He briefed Kennedy on the atom bomb letter. "It's probably all bullshit," Christian said. "There's one chance in a million there is such a bomb. But if there is, it could destroy ten city blocks and kill thousands of people. Plus radioactive fallout would make the area uninhabitable for who knows how long. So we have to treat that one chance in a million seriously."

Francis Kennedy snapped, "I hope to hell you're not going to tell me this is tied up with the hijacker."

"Who knows," Christian said.

"Then keep this contained, clean it up without a fuss," Kennedy said. "Slap the Atomic Secrecy classification on it." Kennedy flipped on the speaker to Eugene Dazzy's office. "Euge," he said. "Get me copies of the classified Atomic Secrecy Act. Also get me all the medical files on brain research.

And set up a meeting with Dr.
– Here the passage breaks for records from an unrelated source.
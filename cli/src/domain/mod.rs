//! Domain layer: pure business logic, types, and validation.
//!
//! This module has zero imports from `crate::infra`, `crate::commands`,
//! `crate::application`, `tokio`, `std::fs`, `std::process`, or `std::net`.
//! All functions are synchronous and take data in, returning data out.

pub mod config;
pub mod error;
pub mod platform;
pub mod project;
pub mod ssh;

pub use config::ShiftCiConfig;
pub use error::EnableCiError;
pub use platform::{
    Account, Application, Cartridge, Credentials, Domain, EmbeddableCartridge, EmbeddedCapability,
    RegisteredKey,
};
pub use project::Project;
Annaccone."

Kennedy switched off the intercom. He stood up and glanced through the windows of the Oval Office. He absently ran his hand over the furled cloth of the American flag standing by his desk. For a long time he stood there thinking.

Christian wondered at the man's ability to separate this from everything else that was happening. He said, "I think this is a domestic problem, some kind of psychological fallout that has been predicted in think tank studies for years. We're closing in on some suspects."

Again Kennedy stood by the window deep in thought. Then he spoke softly.

"Chris, seal this off from every other compartment of government. This is just between you and me. Not even Dazzy or other members of my personal staff should know. It's just too much to add on to everything else."

The city of Washington overflowed with the influx of media people and their equipment from all over the world. There was a hum in the air as in a crowded stadium, and the streets were filled with people who gathered in vast crowds in front of the White House as if to share the suffering of the President. The skies were filled with transport aircraft, specially chartered overseas airliners. Government advisers and their staff were flying to foreign countries to confer about the crisis. Special envoys were flying in. An extra division of Army troops was brought into the area to patrol the city and guard the White House approaches. The huge crowds seemed to be prepared to maintain an all-night vigil as if to reassure the President that he was not alone in his trouble. The noise of that crowd enveloped the White House and its grounds.

On television all the stations had preempted regular programming to broadcast the mourning for the Pope's death. Memorial services in all the great cathedrals of the world, with the huge throngs weeping and millions in funeral black, saturated the airwaves. In all that grief there was an implicit howl for vengeance, though the sermons were full of charity. In these services there were also prayers for the safe deliverance of Theresa Kennedy.

Rumors leaked out that the President was willing to free the killer of the Pope to obtain the release of the hostages and his daughter. The political experts recruited by the TV networks were divided about the wisdom of such a move, but felt that the initial demands were certainly open to negotiation, as in the many other hostage crises over the past years. They more or less agreed that the President had panicked because of the danger to his daughter.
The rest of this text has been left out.